Saved entries:
═══
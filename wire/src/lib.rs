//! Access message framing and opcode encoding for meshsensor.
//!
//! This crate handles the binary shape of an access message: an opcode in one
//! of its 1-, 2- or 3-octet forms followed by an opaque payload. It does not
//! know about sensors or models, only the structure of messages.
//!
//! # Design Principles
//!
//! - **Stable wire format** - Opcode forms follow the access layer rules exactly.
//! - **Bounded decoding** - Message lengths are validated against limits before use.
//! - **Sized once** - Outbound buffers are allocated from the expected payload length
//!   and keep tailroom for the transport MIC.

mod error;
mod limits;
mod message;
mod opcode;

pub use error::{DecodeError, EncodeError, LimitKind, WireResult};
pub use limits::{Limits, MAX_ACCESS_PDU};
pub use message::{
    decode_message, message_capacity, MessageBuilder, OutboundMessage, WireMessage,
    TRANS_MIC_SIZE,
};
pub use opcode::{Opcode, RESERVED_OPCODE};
═══
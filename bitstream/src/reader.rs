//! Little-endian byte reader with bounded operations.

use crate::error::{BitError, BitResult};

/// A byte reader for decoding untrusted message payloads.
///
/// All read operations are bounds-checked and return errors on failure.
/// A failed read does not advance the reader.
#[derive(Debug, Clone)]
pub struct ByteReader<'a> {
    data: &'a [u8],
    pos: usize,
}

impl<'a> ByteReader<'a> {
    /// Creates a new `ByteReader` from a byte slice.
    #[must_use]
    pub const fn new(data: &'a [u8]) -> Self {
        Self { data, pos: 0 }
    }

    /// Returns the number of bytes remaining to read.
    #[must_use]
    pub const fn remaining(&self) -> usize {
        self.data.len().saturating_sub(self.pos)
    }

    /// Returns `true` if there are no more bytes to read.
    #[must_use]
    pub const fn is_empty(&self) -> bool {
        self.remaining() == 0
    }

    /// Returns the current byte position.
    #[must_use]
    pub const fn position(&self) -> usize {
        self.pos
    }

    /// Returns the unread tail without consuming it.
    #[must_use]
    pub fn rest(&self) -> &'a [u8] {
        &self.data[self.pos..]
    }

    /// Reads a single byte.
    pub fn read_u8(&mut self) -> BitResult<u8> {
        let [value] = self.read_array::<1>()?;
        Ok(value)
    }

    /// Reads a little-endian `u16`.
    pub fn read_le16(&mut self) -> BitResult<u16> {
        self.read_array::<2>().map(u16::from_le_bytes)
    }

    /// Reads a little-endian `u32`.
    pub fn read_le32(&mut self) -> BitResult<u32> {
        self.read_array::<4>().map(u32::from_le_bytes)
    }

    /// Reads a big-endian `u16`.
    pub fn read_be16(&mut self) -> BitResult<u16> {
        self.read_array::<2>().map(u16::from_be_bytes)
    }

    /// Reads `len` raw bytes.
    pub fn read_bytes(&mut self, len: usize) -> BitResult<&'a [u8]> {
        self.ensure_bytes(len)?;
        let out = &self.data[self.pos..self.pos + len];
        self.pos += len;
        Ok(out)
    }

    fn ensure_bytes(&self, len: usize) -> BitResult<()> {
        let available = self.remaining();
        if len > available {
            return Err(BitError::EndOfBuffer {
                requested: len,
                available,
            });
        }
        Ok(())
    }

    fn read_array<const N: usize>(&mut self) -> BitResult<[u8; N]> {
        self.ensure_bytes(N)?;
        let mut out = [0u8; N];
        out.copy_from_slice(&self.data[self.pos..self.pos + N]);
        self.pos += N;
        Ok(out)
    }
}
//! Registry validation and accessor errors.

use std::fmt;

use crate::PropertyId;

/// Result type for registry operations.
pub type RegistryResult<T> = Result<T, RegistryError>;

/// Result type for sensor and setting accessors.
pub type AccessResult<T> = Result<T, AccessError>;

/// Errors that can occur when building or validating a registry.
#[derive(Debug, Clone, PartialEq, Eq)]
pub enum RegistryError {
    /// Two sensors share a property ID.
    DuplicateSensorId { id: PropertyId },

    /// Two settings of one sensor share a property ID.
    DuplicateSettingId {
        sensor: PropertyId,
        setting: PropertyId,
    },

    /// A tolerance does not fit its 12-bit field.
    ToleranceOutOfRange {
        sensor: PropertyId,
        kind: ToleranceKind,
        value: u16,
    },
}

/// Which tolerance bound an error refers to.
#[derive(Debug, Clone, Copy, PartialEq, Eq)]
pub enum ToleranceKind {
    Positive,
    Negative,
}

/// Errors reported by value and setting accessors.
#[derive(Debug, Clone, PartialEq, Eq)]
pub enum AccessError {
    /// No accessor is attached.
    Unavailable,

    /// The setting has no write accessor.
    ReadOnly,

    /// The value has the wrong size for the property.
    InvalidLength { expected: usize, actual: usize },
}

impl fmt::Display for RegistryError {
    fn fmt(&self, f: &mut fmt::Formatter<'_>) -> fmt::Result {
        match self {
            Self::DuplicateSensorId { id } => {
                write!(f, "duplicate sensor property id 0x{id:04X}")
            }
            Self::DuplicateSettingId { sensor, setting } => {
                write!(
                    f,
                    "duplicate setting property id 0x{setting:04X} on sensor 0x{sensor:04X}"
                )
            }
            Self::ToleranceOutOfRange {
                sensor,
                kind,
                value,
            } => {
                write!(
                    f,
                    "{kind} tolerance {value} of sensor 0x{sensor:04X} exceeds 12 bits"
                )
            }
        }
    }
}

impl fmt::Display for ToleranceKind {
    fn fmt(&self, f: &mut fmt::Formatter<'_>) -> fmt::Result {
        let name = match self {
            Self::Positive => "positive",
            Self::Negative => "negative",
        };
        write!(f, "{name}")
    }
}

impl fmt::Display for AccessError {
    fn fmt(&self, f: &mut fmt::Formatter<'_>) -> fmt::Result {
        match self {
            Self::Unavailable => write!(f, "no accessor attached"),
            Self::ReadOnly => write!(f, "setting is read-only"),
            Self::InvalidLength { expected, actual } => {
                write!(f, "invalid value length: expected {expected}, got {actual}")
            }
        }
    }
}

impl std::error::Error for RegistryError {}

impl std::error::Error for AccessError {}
═══
### Work task
Which lines above run from the one containing "out.copy_from_slice(&self.data[self.pos..self.pos + N]);" down to the one containing "pub type RegistryResult<T>"? Repeat exactly those, both ends included, and nothing else.

### Answer for this exercise
        out.copy_from_slice(&self.data[self.pos..self.pos + N]);
        self.pos += N;
        Ok(out)
    }
}
//! Registry validation and accessor errors.

use std::fmt;

use crate::PropertyId;

/// Result type for registry operations.
pub type RegistryResult<T> = Result<T, RegistryError>;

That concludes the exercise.